Catabolism of radioiodinated murine monoclonal antibody F(ab')2 fragment labeled using N-succinimidyl 3-iodobenzoate and Iodogen methods.

The F(ab')2 fragment of monoclonal antibody (MAb) Me1-14 was labeled with 125I using the Iodogen method and by reaction with N-succinimidyl 3-[125I]iodobenzoate (SIB). The labeled catabolites generated after exposure to tissue homogenates in vitro and following administration of labeled F(ab')2 into normal mice were investigated by size-exclusion HPLC, gel electrophoresis, and reverse-phase HPLC. Rapid conversion of F(ab')2 to Fab was observed with both labeling methods.
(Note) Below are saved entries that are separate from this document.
/// Parse a token stream with the default [`ParserConfig`].
///
/// This is the main public entrypoint for parsing.
///
/// ## Parameters
/// - `tokens`: Flat token sequence produced by `tiny_syntax::lexer` (or read from a token file).
///
/// ## Returns
/// A [`ParseResult`]; it never fails outright; diagnostics are collected in `errors`.
#[tracing::instrument(skip_all, fields(token_count = tokens.len()))]
pub fn parse(tokens: &[Token]) -> ParseResult {
    Parser::new(tokens).parse()
}

/// Parse a token stream with an explicit configuration (e.g. a custom nesting bound).
#[tracing::instrument(skip_all, fields(token_count = tokens.len(), max_depth = config.max_depth))]
pub fn parse_with_config(tokens: &[Token], config: ParserConfig) -> ParseResult {
    Parser::with_config(tokens, config).parse()
}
With F(ab')2 labeled using the Iodogen method, the primary low molecular weight catabolites appeared to be [125I]iodide and, to a lesser extent, mono[125I]iodotyrosine. With SIB, [125I]iodide and [125I]iodobenzoic acid (IBA) as well as the glycine and lysine conjugates of IBA were all observed. Differences in low molecular weight catabolic products could explain the more rapid normal tissue clearance with MAbs and MAb fragments labeled with SIB compared with those labeled using iodogen.